## [Instructions for the task]
Could you copy out every line of the data where the word "InvalidCommand" occurs?

## [Records shown]
//! Protocol-level errors and the server's error-code table.

use std::fmt;

/// Error decoding a frame.
#[derive(Debug, thiserror::Error)]
pub enum ProtocolError {
    #[error("invalid JSON: {0}")]
    Json(#[from] serde_json::Error),
    #[error("frame is not a JSON object")]
    NotAnObject,
    #[error("unrecognized frame: {0}")]
    UnexpectedShape(&'static str),
}

/// Error codes the server attaches to failed commands.
#[derive(Debug, Clone, Copy, PartialEq, Eq)]
pub enum ErrorCode {
    InvalidCommand,
    NotFound,
    StackError,
    UnknownError,
    /// A code this client does not know about.
    Other(i64),
}

impl From<i64> for ErrorCode {
    fn from(code: i64) -> Self {
        match code {
            1 => Self::InvalidCommand,
            2 => Self::NotFound,
            3 => Self::StackError,
            99 => Self::UnknownError,
            other => Self::Other(other),
        }
    }
}

impl From<ErrorCode> for i64 {
    fn from(code: ErrorCode) -> Self {
        match code {
            ErrorCode::InvalidCommand => 1,
            ErrorCode::NotFound => 2,
            ErrorCode::StackError => 3,
            ErrorCode::UnknownError => 99,
            ErrorCode::Other(other) => other,
        }
    }
}

impl fmt::Display for ErrorCode {
    fn fmt(&self, f: &mut fmt::Formatter<'_>) -> fmt::Result {
        match self {
            Self::InvalidCommand => f.write_str("invalid command"),
            Self::NotFound => f.write_str("not found"),
            Self::StackError => f.write_str("stack error"),
            Self::UnknownError => f.write_str("unknown error"),
            Self::Other(code) => write!(f, "error code {code}"),
        }
    }
}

## [Output of the exercise]
    InvalidCommand,
            1 => Self::InvalidCommand,
            ErrorCode::InvalidCommand => 1,
            Self::InvalidCommand => f.write_str("invalid command"),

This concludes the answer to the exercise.